Collective Imagination Practices Toolkit

GuideNonprofit/Charity
Creating tools to help people imagine hopeful futures, wake up to other worlds being possible, and translate community imagination into material change—recognizing that who gets to imagine the future really matters and that exceptional times require exceptional imagination.

The Collective Imagination Practices Toolkit, developed by the Collective Imagination Practice Community (funded by JRF Emerging Futures and hosted by Huddlecraft and Canopy), offers tools and practices to enable people to imagine more hopeful futures. The toolkit supports work that pays attention to who gets to imagine, centers diverse imaginations, and cultivates a range of worldviews and ways of knowing. The practices are multidisciplinary—drawing on somatics, embodiment work, connection to future generations and ancestors, working with land and the more-than-human world, social foresight, narrative therapy, and myth-making—all rooted in growing people’s capacity to see more possibilities, shift perception, and untether from familiar or entrenched thinking.

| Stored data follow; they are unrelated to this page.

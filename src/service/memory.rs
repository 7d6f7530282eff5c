//! Memory CRUD use cases

use std::fs;

use tokio_util::sync::CancellationToken;
use tracing::{debug, info, warn};

use super::{check, MemoryService};
use crate::collab::VectorIndex;
use crate::config::Config;
use crate::core::branch::Branch;
use crate::core::history::{Commit, StagedChange};
use crate::core::key::Key;
use crate::core::memory::Memory;
use crate::core::scope::{Scope, ScopeType};
use crate::core::store::VersionedStore;
use crate::error::{MemError, OpContext, Result};

/// Subdirectory of the store reserved for the vector index
const VECTORS_DIR: &str = "vectors";

/// Working state of one scope
#[derive(Debug)]
pub struct Status {
    pub scope: Scope,
    pub branch: Branch,
    pub staged: Vec<StagedChange>,
}

impl MemoryService {
    /// Create the store for a scope
    ///
    /// A project scope is rooted at the working directory.
    pub fn init(&self, kind: ScopeType, cancel: &CancellationToken) -> Result<Scope> {
        check(cancel)?;

        let scope = match kind {
            ScopeType::Global => self.resolver.global(),
            ScopeType::Project => {
                let scope = Scope::project(&self.resolver.paths().cwd);
                if scope.store == self.resolver.global().store {
                    return Err(MemError::Config(format!(
                        "{} is the global store; use --global",
                        scope.store.display()
                    )));
                }
                scope
            }
        };

        if scope.store.exists() {
            return Err(MemError::AlreadyInitialized(scope.store.clone()));
        }

        VersionedStore::init(&scope)?;
        fs::create_dir_all(scope.store.join(VECTORS_DIR)).op("create vectors directory")?;
        Config::default().save_to(&scope.config_path())?;

        info!(scope = %scope, "initialized");
        Ok(scope)
    }

    /// Write and stage a memory
    pub async fn set(
        &self,
        hint: &str,
        key: &Key,
        content: &[u8],
        cancel: &CancellationToken,
    ) -> Result<()> {
        let (scope, store) = self.open(hint, cancel)?;
        ensure_writable(&store, key)?;
        store.save(key, content)?;
        drop(store);

        self.index_memory(&scope, key, content).await;
        Ok(())
    }

    /// Read a memory
    ///
    /// With no scope hint the cascade is searched nearest first; uninitialized
    /// scopes are skipped.
    pub fn get(&self, hint: &str, key: &Key, cancel: &CancellationToken) -> Result<Memory> {
        if !hint.is_empty() {
            let (_, store) = self.open(hint, cancel)?;
            return store.get(key);
        }

        for scope in self.resolver.cascade() {
            check(cancel)?;
            let store = match VersionedStore::open(&scope) {
                Ok(store) => store,
                Err(MemError::NotInitialized(_)) => continue,
                Err(e) => return Err(e),
            };
            match store.get(key) {
                Ok(memory) => return Ok(memory),
                Err(e) if e.is_not_found() => {
                    debug!(key = %key, scope = %scope.kind, "not in scope, cascading");
                }
                Err(e) => return Err(e),
            }
        }

        Err(MemError::NotFound(key.to_string()))
    }

    /// Unstage and remove a memory
    pub async fn delete(&self, hint: &str, key: &Key, cancel: &CancellationToken) -> Result<()> {
        let (scope, store) = self.open(hint, cancel)?;
        store.delete(key)?;
        drop(store);

        let mut collabs = self.collaborators(&scope);
        if let Some(index) = collabs.index.degrade_mut() {
            if let Err(e) = index.remove(key).and_then(|()| index.save()) {
                warn!(key = %key, error = %e, "failed to update index after delete");
            }
        }
        Ok(())
    }

    pub fn list(&self, hint: &str, prefix: &str, cancel: &CancellationToken) -> Result<Vec<Memory>> {
        let (_, store) = self.open(hint, cancel)?;
        store.list(prefix)
    }

    /// Append to a memory (creating it if absent) and commit
    pub async fn add(
        &self,
        hint: &str,
        key: &Key,
        content: &str,
        message: Option<&str>,
        cancel: &CancellationToken,
    ) -> Result<Commit> {
        let (scope, store) = self.open(hint, cancel)?;
        ensure_writable(&store, key)?;

        let mut merged = match store.get(key) {
            Ok(existing) => existing.content,
            Err(e) if e.is_not_found() => Vec::new(),
            Err(e) => return Err(e),
        };
        if !merged.is_empty() {
            merged.push(b'\n');
        }
        merged.extend_from_slice(content.as_bytes());

        store.save(key, &merged)?;
        check(cancel)?;
        let message = message
            .map(str::to_string)
            .unwrap_or_else(|| format!("add: append to {}", key));
        let commit = store.history().commit(&message)?;
        drop(store);

        self.index_memory(&scope, key, &merged).await;
        Ok(commit)
    }

    /// Overwrite a memory and commit
    pub async fn edit(
        &self,
        hint: &str,
        key: &Key,
        content: &[u8],
        message: Option<&str>,
        cancel: &CancellationToken,
    ) -> Result<Commit> {
        let (scope, store) = self.open(hint, cancel)?;
        ensure_writable(&store, key)?;
        store.save(key, content)?;

        check(cancel)?;
        let message = message
            .map(str::to_string)
            .unwrap_or_else(|| format!("edit: update {}", key));
        let commit = store.history().commit(&message)?;
        drop(store);

        self.index_memory(&scope, key, content).await;
        Ok(commit)
    }

    pub fn status(&self, hint: &str, cancel: &CancellationToken) -> Result<Status> {
        let (scope, store) = self.open(hint, cancel)?;
        let branch = store.branches().current()?;
        let staged = store.history().staged()?;
        Ok(Status {
            scope,
            branch,
            staged,
        })
    }

    /// `MEM_*` variables describing the resolved scope
    ///
    /// `MEM_BRANCH` is only present when the scope is initialized.
    pub fn scope_env(&self, hint: &str, cancel: &CancellationToken) -> Result<Vec<(&'static str, String)>> {
        check(cancel)?;
        let scope = self.scope(hint);

        let mut env = vec![
            ("MEM_SCOPE", scope.kind.to_string()),
            ("MEM_ROOT", scope.root.display().to_string()),
            ("MEM_SCOPE_PATH", scope.store.display().to_string()),
            ("MEM_CONFIG", scope.config_path().display().to_string()),
        ];
        if scope.is_initialized() {
            let branch = VersionedStore::open(&scope)?.branches().current()?;
            env.push(("MEM_BRANCH", branch.name));
        }
        Ok(env)
    }

    /// Embed and index one memory; every failure is logged and swallowed
    async fn index_memory(&self, scope: &Scope, key: &Key, content: &[u8]) {
        let mut collabs = self.collaborators(scope);
        let Some(embedder) = collabs.embedder.degrade() else {
            return;
        };

        let text = String::from_utf8_lossy(content);
        let vector = match embedder.embed(&text).await {
            Ok(v) => v,
            Err(e) => {
                warn!(key = %key, error = %e, "embedding failed, index not updated");
                return;
            }
        };

        if let Some(index) = collabs.index.degrade_mut() {
            if let Err(e) = index.add(key, vector).and_then(|()| index.save()) {
                warn!(key = %key, error = %e, "failed to update index");
            }
        }
    }
}

fn ensure_writable(store: &VersionedStore, key: &Key) -> Result<()> {
    if store.is_ignored(key) {
        return Err(MemError::Ignored(key.to_string()));
    }
    Ok(())
}

#[cfg(test)]
mod tests {
    use super::*;
    use crate::service::testing::Fixture;

    fn key(s: &str) -> Key {
        Key::parse(s).unwrap()
    }

    #[test]
    fn test_init_layout() {
        let fx = Fixture::bare();
        let scope = fx.service.init(ScopeType::Project, &fx.cancel).unwrap();

        assert_eq!(scope.root, fx.work);
        assert!(scope.sentinel_path().is_file());
        assert!(scope.store.join("vectors").is_dir());
        assert!(scope.config_path().is_file());
    }

    #[test]
    fn test_init_twice_fails() {
        let fx = Fixture::new();
        assert!(matches!(
            fx.service.init(ScopeType::Project, &fx.cancel),
            Err(MemError::AlreadyInitialized(_))
        ));
    }

    #[test]
    fn test_init_global() {
        let fx = Fixture::bare();
        let scope = fx.service.init(ScopeType::Global, &fx.cancel).unwrap();
        assert_eq!(scope.kind, ScopeType::Global);
        assert_eq!(scope.store, fx.home.join(".mem"));
        assert!(scope.root.join(".mem-init").is_file());
    }

    #[test]
    fn test_project_init_in_home_is_rejected() {
        let fx = Fixture::bare();
        let service = MemoryService::new(crate::config::Paths::new(&fx.home, &fx.home));
        assert!(matches!(
            service.init(ScopeType::Project, &fx.cancel),
            Err(MemError::Config(_))
        ));
    }

    #[tokio::test]
    async fn test_set_get_delete() {
        let fx = Fixture::new();
        let k = key("notes/today");

        fx.service.set("", &k, b"remember this", &fx.cancel).await.unwrap();
        let mem = fx.service.get("", &k, &fx.cancel).unwrap();
        assert_eq!(mem.content, b"remember this");

        fx.service.delete("", &k, &fx.cancel).await.unwrap();
        assert!(fx.service.get("", &k, &fx.cancel).unwrap_err().is_not_found());
    }

    #[tokio::test]
    async fn test_get_cascades_to_global() {
        let fx = Fixture::new();
        fx.service.init(ScopeType::Global, &fx.cancel).unwrap();

        let k = key("shared/style");
        fx.service.set("global", &k, b"global value", &fx.cancel).await.unwrap();
        assert_eq!(fx.service.get("", &k, &fx.cancel).unwrap().content, b"global value");

        // A project entry shadows the global one
        fx.service.set("", &k, b"project value", &fx.cancel).await.unwrap();
        assert_eq!(fx.service.get("", &k, &fx.cancel).unwrap().content, b"project value");
        assert_eq!(
            fx.service.get("global", &k, &fx.cancel).unwrap().content,
            b"global value"
        );
    }

    #[test]
    fn test_get_skips_uninitialized_global() {
        let fx = Fixture::new();
        let err = fx.service.get("", &key("missing"), &fx.cancel).unwrap_err();
        assert!(matches!(err, MemError::NotFound(_)));
    }

    #[tokio::test]
    async fn test_add_appends_and_commits() {
        let fx = Fixture::new();
        let k = key("log/daily");

        let first = fx.service.add("", &k, "line one", None, &fx.cancel).await.unwrap();
        assert_eq!(first.message, "add: append to log/daily");

        fx.service.add("", &k, "line two", Some("more"), &fx.cancel).await.unwrap();
        let mem = fx.service.get("", &k, &fx.cancel).unwrap();
        assert_eq!(mem.text(), "line one\nline two");

        let log = fx.service.log("", 0, &fx.cancel).unwrap();
        assert_eq!(log[0].message, "more");
    }

    #[tokio::test]
    async fn test_edit_overwrites_and_commits() {
        let fx = Fixture::new();
        let k = key("todo");
        fx.service.set("", &k, b"old", &fx.cancel).await.unwrap();

        let commit = fx.service.edit("", &k, b"new", None, &fx.cancel).await.unwrap();
        assert_eq!(commit.message, "edit: update todo");
        assert_eq!(fx.service.get("", &k, &fx.cancel).unwrap().content, b"new");
        assert!(fx.service.status("", &fx.cancel).unwrap().staged.is_empty());
    }

    #[tokio::test]
    async fn test_ignored_keys_are_rejected() {
        let fx = Fixture::new();
        std::fs::write(fx.work.join(".memignore"), "secrets/*\n").unwrap();

        let err = fx
            .service
            .set("", &key("secrets/token"), b"x", &fx.cancel)
            .await
            .unwrap_err();
        assert!(matches!(err, MemError::Ignored(_)));

        let err = fx
            .service
            .add("", &key("secrets/token"), "x", None, &fx.cancel)
            .await
            .unwrap_err();
        assert!(matches!(err, MemError::Ignored(_)));
    }

    #[tokio::test]
    async fn test_host_gitignore_does_not_block_writes() {
        let fx = Fixture::new();
        std::fs::write(fx.work.join(".gitignore"), "*.md\nbuild/\n").unwrap();

        fx.service
            .set("", &key("notes/plan.md"), b"plan", &fx.cancel)
            .await
            .unwrap();
        fx.service
            .add("", &key("build/log"), "ok", None, &fx.cancel)
            .await
            .unwrap();
        assert_eq!(
            fx.service.get("", &key("notes/plan.md"), &fx.cancel).unwrap().content,
            b"plan"
        );
    }

    #[test]
    fn test_scope_env() {
        let fx = Fixture::new();
        let env: std::collections::HashMap<_, _> =
            fx.service.scope_env("", &fx.cancel).unwrap().into_iter().collect();

        assert_eq!(env["MEM_SCOPE"], "project");
        assert_eq!(env["MEM_ROOT"], fx.work.display().to_string());
        assert_eq!(env["MEM_BRANCH"], "main");
        assert!(env["MEM_CONFIG"].ends_with("config.toml"));

        let global: std::collections::HashMap<_, _> =
            fx.service.scope_env("global", &fx.cancel).unwrap().into_iter().collect();
        assert_eq!(global["MEM_SCOPE"], "global");
        assert!(!global.contains_key("MEM_BRANCH"));
    }

    #[tokio::test]
    async fn test_status_lists_staged() {
        let fx = Fixture::new();
        fx.service.set("", &key("a"), b"1", &fx.cancel).await.unwrap();

        let status = fx.service.status("", &fx.cancel).unwrap();
        assert_eq!(status.branch.name, "main");
        assert_eq!(status.staged.len(), 1);
        assert_eq!(status.staged[0].path, "a");
    }
}
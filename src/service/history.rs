//! History use cases

use tokio_util::sync::CancellationToken;
use tracing::info;

use super::MemoryService;
use crate::core::history::Commit;
use crate::error::Result;

impl MemoryService {
    /// Commit everything staged in the resolved scope
    pub fn commit(&self, hint: &str, message: &str, cancel: &CancellationToken) -> Result<Commit> {
        let (_, store) = self.open(hint, cancel)?;
        let commit = store.history().commit(message)?;
        info!(hash = commit.short_hash(), "committed");
        Ok(commit)
    }

    /// `limit <= 0` is unbounded
    pub fn log(&self, hint: &str, limit: i64, cancel: &CancellationToken) -> Result<Vec<Commit>> {
        let (_, store) = self.open(hint, cancel)?;
        store.history().log(limit)
    }

    pub fn diff(&self, hint: &str, reference: &str, cancel: &CancellationToken) -> Result<String> {
        let (_, store) = self.open(hint, cancel)?;
        store.history().diff(reference)
    }

    pub fn show(&self, hint: &str, reference: &str, cancel: &CancellationToken) -> Result<Commit> {
        let (_, store) = self.open(hint, cancel)?;
        store.history().show(reference)
    }

    /// Hard reset to `reference`; uncommitted work is discarded
    pub fn revert(&self, hint: &str, reference: &str, cancel: &CancellationToken) -> Result<()> {
        let (_, store) = self.open(hint, cancel)?;
        store.history().revert(reference)?;
        info!(reference, "reverted");
        Ok(())
    }
}
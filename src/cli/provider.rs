//! `mem provider` command
//!
//! Manage the text-completion providers used by `summarize`, `tag` and the
//! summarize hook strategy. Any OpenAI-compatible `/chat/completions`
//! endpoint works; `openai` and `ollama` know their default base URL.
//!
//! # Usage
//! ```bash
//! mem provider list
//! mem provider add openai --model gpt-4o-mini --api-key sk-...
//! mem provider add local --model llama3 --base-url http://localhost:8080/v1
//! mem provider default openai
//! mem provider test openai
//! mem provider remove local
//! ```

use anyhow::{Context, Result};
use clap::{Args, Subcommand};
use colored::Colorize;

use super::App;
use crate::config::ProviderConfig;

#[derive(Args, Debug)]
pub struct ProviderArgs {
    #[command(subcommand)]
    pub command: ProviderCommands,
}

#[derive(Subcommand, Debug)]
pub enum ProviderCommands {
    /// List configured providers
    List,

    /// Add or replace a provider
    Add {
        /// Provider name (e.g. openai, ollama, or any name with --base-url)
        name: String,

        /// Model name
        #[arg(long)]
        model: String,

        /// API key
        #[arg(long, env = "MEM_PROVIDER_API_KEY", hide_env_values = true)]
        api_key: Option<String>,

        /// Base URL of an OpenAI-compatible API
        #[arg(long)]
        base_url: Option<String>,
    },

    /// Remove a provider
    Remove {
        name: String,
    },

    /// Set the default provider
    Default {
        name: String,
    },

    /// Check that a provider answers
    Test {
        name: String,
    },
}

pub async fn run(args: ProviderArgs, app: &App) -> Result<()> {
    match args.command {
        ProviderCommands::List => list(app),
        ProviderCommands::Add {
            name,
            model,
            api_key,
            base_url,
        } => {
            let provider = ProviderConfig {
                api_key,
                base_url,
                model,
            };
            app.service
                .add_provider(&app.scope, &name, provider, &app.cancel)
                .context("add provider")?;
            println!("{} Added provider {}", "✓".green(), name.cyan());
            Ok(())
        }
        ProviderCommands::Remove { name } => {
            app.service
                .remove_provider(&app.scope, &name, &app.cancel)
                .context("remove provider")?;
            println!("{} Removed provider {}", "✓".green(), name);
            Ok(())
        }
        ProviderCommands::Default { name } => {
            app.service
                .set_default_provider(&app.scope, &name, &app.cancel)
                .context("set default")?;
            println!("Default provider set to {}", name.cyan());
            Ok(())
        }
        ProviderCommands::Test { name } => {
            let reply = app
                .service
                .test_provider(&app.scope, &name, &app.cancel)
                .await
                .context("test provider")?;
            println!("{} Provider {} is working", "✓".green(), name.cyan());
            println!("   {}", reply.trim().dimmed());
            Ok(())
        }
    }
}

fn list(app: &App) -> Result<()> {
    let providers = app
        .service
        .providers(&app.scope, &app.cancel)
        .context("list providers")?;

    if app.json {
        let rows: Vec<_> = providers
            .iter()
            .map(|p| {
                serde_json::json!({
                    "name": p.name,
                    "model": p.model,
                    "base_url": p.base_url,
                    "default": p.is_default,
                })
            })
            .collect();
        return super::print_json(&rows);
    }

    if providers.is_empty() {
        println!("No providers configured.");
        return Ok(());
    }

    for p in &providers {
        let marker = if p.is_default {
            " ★".yellow().to_string()
        } else {
            String::new()
        };
        println!("{}{}  {}", p.name.cyan().bold(), marker, p.model.dimmed());
    }
    Ok(())
}
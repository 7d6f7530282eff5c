//! `mem summarize` and `mem tag` commands
//!
//! Both need a default provider (`mem provider add` + `mem provider default`).
//!
//! # Usage
//! ```bash
//! mem summarize             # everything in scope
//! mem summarize notes/      # one prefix
//! mem tag notes/api --json
//! ```

use anyhow::{Context, Result};
use clap::Args;
use colored::Colorize;

use super::{parse_key, print_json, App};

#[derive(Args, Debug)]
pub struct SummarizeArgs {
    /// Only memories whose key starts with this prefix
    #[arg(default_value = "")]
    pub prefix: String,
}

#[derive(Args, Debug)]
pub struct TagArgs {
    /// Memory key
    pub key: String,
}

pub async fn run_summarize(args: SummarizeArgs, app: &App) -> Result<()> {
    let summary = app
        .service
        .summarize(&app.scope, &args.prefix, &app.cancel)
        .await
        .context("summarize")?;

    if app.json {
        return print_json(&summary);
    }

    println!("# {}\n\n{}", summary.title.bold(), summary.overview);
    if !summary.key_points.is_empty() {
        println!("\nKey Points:");
        for point in &summary.key_points {
            println!("  - {}", point);
        }
    }
    if !summary.tags.is_empty() {
        println!("\nTags: {}", summary.tags.join(", ").cyan());
    }
    Ok(())
}

pub async fn run_tag(args: TagArgs, app: &App) -> Result<()> {
    let key = parse_key(&args.key)?;
    let tags = app
        .service
        .autotag(&app.scope, &key, &app.cancel)
        .await
        .context("auto-tag")?;

    if app.json {
        return print_json(&tags);
    }

    println!("Tags:       {}", tags.tags.join(", ").cyan());
    println!("Category:   {}", tags.category);
    println!("Confidence: {:.2}", tags.confidence);
    Ok(())
}
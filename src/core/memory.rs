//! Memory - Core data structure
//!
//! A memory is one value stored under a key. It is persisted as exactly one
//! file whose bytes equal `content`; a memory exists iff its file exists.
//!
//! # Key Properties
//! - **key**: Validated path-like address
//! - **content**: Raw bytes, usually UTF-8 text
//! - **created_at / updated_at**: Derived from filesystem metadata, never stored

use std::fs::Metadata as FsMetadata;

use chrono::{DateTime, Utc};
use serde::{Deserialize, Serialize};

use super::key::Key;

/// Descriptive metadata attached to a memory
#[derive(Debug, Clone, Default, PartialEq, Eq, Serialize, Deserialize)]
pub struct Metadata {
    #[serde(default)]
    pub tags: Vec<String>,

    #[serde(default)]
    pub mime_type: String,
}

/// A memory entry
#[derive(Debug, Clone, Serialize, Deserialize)]
pub struct Memory {
    pub key: Key,

    pub content: Vec<u8>,

    #[serde(default)]
    pub metadata: Metadata,

    pub created_at: DateTime<Utc>,

    pub updated_at: DateTime<Utc>,
}

impl Memory {
    /// Create a new in-memory entry stamped with the current time
    pub fn new(key: Key, content: impl Into<Vec<u8>>) -> Self {
        let now = Utc::now();
        let content = content.into();
        let metadata = Metadata {
            tags: Vec::new(),
            mime_type: guess_mime_type(&key, &content).to_string(),
        };
        Self {
            key,
            content,
            metadata,
            created_at: now,
            updated_at: now,
        }
    }

    /// Build a memory from file bytes and their stat metadata
    pub(crate) fn from_file(key: Key, content: Vec<u8>, info: &FsMetadata) -> Self {
        let modified: DateTime<Utc> = info
            .modified()
            .map(DateTime::<Utc>::from)
            .unwrap_or_else(|_| Utc::now());
        let created: DateTime<Utc> = info
            .created()
            .map(DateTime::<Utc>::from)
            .unwrap_or(modified);

        let metadata = Metadata {
            tags: Vec::new(),
            mime_type: guess_mime_type(&key, &content).to_string(),
        };

        Self {
            key,
            content,
            metadata,
            created_at: created,
            updated_at: modified,
        }
    }

    /// Content as text (lossy for non-UTF-8 bytes)
    pub fn text(&self) -> std::borrow::Cow<'_, str> {
        String::from_utf8_lossy(&self.content)
    }

    /// Number of content bytes
    pub fn size(&self) -> usize {
        self.content.len()
    }
}

/// Best-effort MIME type from the key's extension and the content bytes
pub fn guess_mime_type(key: &Key, content: &[u8]) -> &'static str {
    let ext = key
        .name()
        .rsplit_once('.')
        .map(|(_, ext)| ext.to_ascii_lowercase());

    match ext.as_deref() {
        Some("md" | "markdown") => "text/markdown",
        Some("json") => "application/json",
        Some("toml") => "application/toml",
        Some("yaml" | "yml") => "application/yaml",
        Some("html" | "htm") => "text/html",
        _ if std::str::from_utf8(content).is_ok() => "text/plain",
        _ => "application/octet-stream",
    }
}

#[cfg(test)]
mod tests {
    use super::*;

    #[test]
    fn test_new_memory() {
        let key = Key::parse("notes/todo").unwrap();
        let mem = Memory::new(key.clone(), "buy milk");
        assert_eq!(mem.key, key);
        assert_eq!(mem.text(), "buy milk");
        assert_eq!(mem.size(), 8);
        assert_eq!(mem.created_at, mem.updated_at);
        assert_eq!(mem.metadata.mime_type, "text/plain");
    }

    #[test]
    fn test_mime_by_extension() {
        let key = Key::parse("docs/readme.md").unwrap();
        assert_eq!(guess_mime_type(&key, b"# hi"), "text/markdown");

        let key = Key::parse("cfg/app.YML").unwrap();
        assert_eq!(guess_mime_type(&key, b"a: 1"), "application/yaml");
    }

    #[test]
    fn test_mime_binary() {
        let key = Key::parse("blob").unwrap();
        assert_eq!(guess_mime_type(&key, &[0xff, 0xfe, 0x00]), "application/octet-stream");
    }
}
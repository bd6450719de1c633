//! guess-number binary entry point.

use std::process::ExitCode;
use std::sync::Arc;

use guess_number::api::{serve_with_state, AppState};
use guess_number::cli::{self, parse_args};
use guess_number::config::Config;
use guess_number::{logging, SessionStore};
use tracing::{error, info};

#[tokio::main]
async fn main() -> ExitCode {
    let args = match parse_args() {
        Ok(args) => args,
        Err(e) => {
            eprintln!("error: {}", e);
            eprintln!("Try 'guess-number --help' for more information.");
            return ExitCode::from(2);
        }
    };

    if args.help {
        cli::print_help();
        return ExitCode::SUCCESS;
    }

    if args.version {
        cli::print_version();
        return ExitCode::SUCCESS;
    }

    let config = match Config::load(&args) {
        Ok(config) => config,
        Err(e) => {
            eprintln!("error: {}", e);
            return ExitCode::FAILURE;
        }
    };

    logging::init(Some(config.log_filter()));

    info!("guess-number v{}", env!("CARGO_PKG_VERSION"));

    let server_config = match config.to_server_config() {
        Ok(server_config) => server_config,
        Err(e) => {
            error!("{}", e);
            return ExitCode::FAILURE;
        }
    };

    let store = Arc::new(SessionStore::new());
    info!("Session store initialized");

    if let Err(e) = serve_with_state(server_config, AppState::with_store(store)).await {
        error!("server error: {}", e);
        return ExitCode::FAILURE;
    }

    ExitCode::SUCCESS
}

Why It Matters: We are living in times requiring us to imagine things we may find hard to even perceive—and even those who practice foresight have been culturally conditioned to limit possibility so drastically that we struggle to conceive of desirable futures. Unlike futures work that scans what’s coming or narrative work that shapes understanding without reimagining, collective imagination creates conditions to construct alternative futures. As philosopher Yuk Hui writes, “in order to regain the future we must nurture our relationship to the unknown.” The toolkit emphasizes that collective imagination is a craft that, like a muscle, can be strengthened—and that this work must lead to material change, influencing decisions and shifting how resources flow.